Look, we’ve seen through the last couple of years that allowing football up here to govern itself is a mess.

Football is incapable of doing it for starters, there are too many vested interests in the game.

What’s worse, we have two clubs up here which the governing bodies have declared “too big to fail” which is a dangerous place to be, and especially when one of them rose from the ashes of previous rule breaking and tax evasion and debt dumping, and the current one has opaque sources of funding which nobody seems in any great hurry to get to the bottom of.

It’s the debt dumping matter which convinces me most that Scottish football needs a regulator, because the SFA’s disgraceful policy on that cannot be allowed to go unchallenged, as it has been for the past decade.
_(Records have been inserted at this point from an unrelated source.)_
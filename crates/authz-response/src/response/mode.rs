//! Response modes and response types.

use std::fmt;
use std::str::FromStr;

use serde::{Deserialize, Serialize};

use crate::ResponseResult;
use crate::error::ResponseError;
use crate::params::names;

/// OAuth 2.0 response modes, including the JARM `.jwt` variants.
#[derive(Debug, Clone, Copy, PartialEq, Eq, Hash, Serialize, Deserialize)]
pub enum ResponseMode {
    /// Parameters in the redirect URI query.
    #[serde(rename = "query")]
    Query,
    /// Parameters in the redirect URI fragment.
    #[serde(rename = "fragment")]
    Fragment,
    /// Parameters posted by an auto-submitting HTML form.
    #[serde(rename = "form_post")]
    FormPost,
    /// A JWT `response` parameter in the query.
    #[serde(rename = "query.jwt")]
    QueryJwt,
    /// A JWT `response` parameter in the fragment.
    #[serde(rename = "fragment.jwt")]
    FragmentJwt,
    /// A JWT `response` parameter posted by an auto-submitting HTML form.
    #[serde(rename = "form_post.jwt")]
    FormPostJwt,
    /// A JWT `response` parameter placed according to the response type.
    #[serde(rename = "jwt")]
    Jwt,
}

/// Where the response is placed.
#[derive(Debug, Clone, Copy, PartialEq, Eq, Hash)]
pub enum Delivery {
    /// After `?` in the redirect URI.
    Query,
    /// After `#` in the redirect URI.
    Fragment,
    /// In an HTML form posted to the redirect URI.
    FormPost,
}

impl ResponseMode {
    /// Returns the mode name as used in `response_mode`.
    #[must_use]
    pub fn as_str(&self) -> &'static str {
        match self {
            Self::Query => "query",
            Self::Fragment => "fragment",
            Self::FormPost => "form_post",
            Self::QueryJwt => "query.jwt",
            Self::FragmentJwt => "fragment.jwt",
            Self::FormPostJwt => "form_post.jwt",
            Self::Jwt => "jwt",
        }
    }

    /// Returns `true` if the response is carried as a JWT `response`
    /// parameter.
    #[must_use]
    pub fn is_jwt(&self) -> bool {
        matches!(
            self,
            Self::QueryJwt | Self::FragmentJwt | Self::FormPostJwt | Self::Jwt
        )
    }

    /// Resolves the effective mode.
    ///
    /// With no mode, the default is `fragment` when any response type issues
    /// tokens from the authorization endpoint, `query` otherwise. Plain `jwt`
    /// follows the same rule to pick `fragment.jwt` or `query.jwt`.
    #[must_use]
    pub fn resolve(mode: Option<Self>, response_types: &[ResponseType]) -> Self {
        let fragment = response_types.iter().any(ResponseType::implies_fragment);
        match mode {
            None if fragment => Self::Fragment,
            None => Self::Query,
            Some(Self::Jwt) if fragment => Self::FragmentJwt,
            Some(Self::Jwt) => Self::QueryJwt,
            Some(mode) => mode,
        }
    }

    /// Returns where a resolved mode places the response.
    ///
    /// Unresolved `jwt` places it in the query.
    #[must_use]
    pub fn delivery(&self) -> Delivery {
        match self {
            Self::Query | Self::QueryJwt | Self::Jwt => Delivery::Query,
            Self::Fragment | Self::FragmentJwt => Delivery::Fragment,
            Self::FormPost | Self::FormPostJwt => Delivery::FormPost,
        }
    }
}

impl fmt::Display for ResponseMode {
    fn fmt(&self, f: &mut fmt::Formatter<'_>) -> fmt::Result {
        write!(f, "{}", self.as_str())
    }
}

impl FromStr for ResponseMode {
    type Err = ResponseError;

    fn from_str(s: &str) -> Result<Self, Self::Err> {
        match s {
            "query" => Ok(Self::Query),
            "fragment" => Ok(Self::Fragment),
            "form_post" => Ok(Self::FormPost),
            "query.jwt" => Ok(Self::QueryJwt),
            "fragment.jwt" => Ok(Self::FragmentJwt),
            "form_post.jwt" => Ok(Self::FormPostJwt),
            "jwt" => Ok(Self::Jwt),
            other => Err(ResponseError::invalid_parameter(
                names::RESPONSE_MODE,
                format!("unknown response mode '{other}'"),
            )),
        }
    }
}

/// Authorization endpoint response types.
#[derive(Debug, Clone, Copy, PartialEq, Eq, Hash, Serialize, Deserialize)]
#[serde(rename_all = "snake_case")]
pub enum ResponseType {
    /// Authorization code.
    Code,
    /// Access token (implicit).
    Token,
    /// OpenID Connect ID token.
    IdToken,
}

impl ResponseType {
    /// Returns the response type name.
    #[must_use]
    pub fn as_str(&self) -> &'static str {
        match self {
            Self::Code => "code",
            Self::Token => "token",
            Self::IdToken => "id_token",
        }
    }

    /// Returns `true` if this type issues a token from the authorization
    /// endpoint, which must not travel in a query string.
    #[must_use]
    pub fn implies_fragment(&self) -> bool {
        matches!(self, Self::Token | Self::IdToken)
    }

    /// Parses a space-separated `response_type` value.
    ///
    /// # Errors
    /// Returns an error on an unknown response type.
    pub fn parse_list(value: &str) -> ResponseResult<Vec<Self>> {
        value.split_whitespace().map(str::parse).collect()
    }
}

impl fmt::Display for ResponseType {
    fn fmt(&self, f: &mut fmt::Formatter<'_>) -> fmt::Result {
        write!(f, "{}", self.as_str())
    }
}

impl FromStr for ResponseType {
    type Err = ResponseError;

    fn from_str(s: &str) -> Result<Self, Self::Err> {
        match s {
            "code" => Ok(Self::Code),
            "token" => Ok(Self::Token),
            "id_token" => Ok(Self::IdToken),
            other => Err(ResponseError::invalid_parameter(
                names::RESPONSE_TYPE,
                format!("unknown response type '{other}'"),
            )),
        }
    }
}

#[cfg(test)]
mod tests {
    use super::*;

    #[test]
    fn test_mode_names_round_trip() {
        for name in [
            "query",
            "fragment",
            "form_post",
            "query.jwt",
            "fragment.jwt",
            "form_post.jwt",
            "jwt",
        ] {
            let mode: ResponseMode = name.parse().unwrap();
            assert_eq!(mode.to_string(), name);
            assert_eq!(serde_json::to_string(&mode).unwrap(), format!("\"{name}\""));
        }
        assert!("post".parse::<ResponseMode>().is_err());
    }

    #[test]
    fn test_resolve_unset_mode() {
        assert_eq!(
            ResponseMode::resolve(None, &[ResponseType::Code]),
            ResponseMode::Query
        );
        assert_eq!(
            ResponseMode::resolve(None, &[ResponseType::Token]),
            ResponseMode::Fragment
        );
        assert_eq!(
            ResponseMode::resolve(None, &[ResponseType::Code, ResponseType::IdToken]),
            ResponseMode::Fragment
        );
        assert_eq!(ResponseMode::resolve(None, &[]), ResponseMode::Query);
    }

    #[test]
    fn test_resolve_jwt_mode() {
        assert_eq!(
            ResponseMode::resolve(Some(ResponseMode::Jwt), &[ResponseType::Code]),
            ResponseMode::QueryJwt
        );
        assert_eq!(
            ResponseMode::resolve(Some(ResponseMode::Jwt), &[ResponseType::Token]),
            ResponseMode::FragmentJwt
        );
        assert_eq!(
            ResponseMode::resolve(Some(ResponseMode::FormPost), &[ResponseType::Token]),
            ResponseMode::FormPost
        );
    }

    #[test]
    fn test_delivery() {
        assert_eq!(ResponseMode::Jwt.delivery(), Delivery::Query);
        assert_eq!(ResponseMode::FragmentJwt.delivery(), Delivery::Fragment);
        assert_eq!(ResponseMode::FormPostJwt.delivery(), Delivery::FormPost);
        assert!(ResponseMode::FormPostJwt.is_jwt());
        assert!(!ResponseMode::FormPost.is_jwt());
    }

    #[test]
    fn test_parse_response_type_list() {
        assert_eq!(
            ResponseType::parse_list("code  id_token").unwrap(),
            vec![ResponseType::Code, ResponseType::IdToken]
        );
        assert!(ResponseType::parse_list("").unwrap().is_empty());
        assert!(ResponseType::parse_list("code device").is_err());
    }
}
It is a recipe for disaster and an invite to organised crime gangs and other predatory “investors” to buy Scottish clubs, leech them of every penny and run them into the ground, leaving creditors holding nothing but worthless paper.

A regulator should be able to scrutinise any club, anytime they want.

They should have access to everything.

Major shareholders should not be able to hide behind PO boxes or corporate fronts.

Sources of funding should be crystal clear and a version of Financial Fair Play introduced.

On top of that – and this would really shake things up – clubs should be able to take complaints and issues and problems to the independent regulator; even the threat of that will make the SFA a better organisation because they fear what independent scrutiny will bring.

This is an area where our club will have to work with the Scottish Government, but I think fan opinion at all clubs would be on the right side of this and I can’t see any reasons why politicians would not want to bring football under some form of control.

Football clubs require licenses to operate.

The SFA has traditionally been trusted to hand out those licences, but their practices and procedures and the regulatory framework itself is hopelessly lax and it’s no longer fit for purpose.

This matter should either be taken out of their hands, or an independent agency allowed to examine the ways in which they do it and whose interests they actually serve.

What’s happened over the Super League is a warning shot across all of our bows.

Football fans in Scotland should be alert to the involvement of corporate interests at our clubs and the damage they can do and the governing bodies should be considering how they can keep those interests from acting in ways that are detrimental to the good of the game.

An independent regulator is nothing for us to fear.

As the SFA is scared of taking certain clubs on even they should welcome it.

An independent regulator wouldn’t be.

English football is almost certainly going to be forced to accept this. It is high time our game did. Indeed, it should have happened a decade ago when it became clear what our association was willing to allow.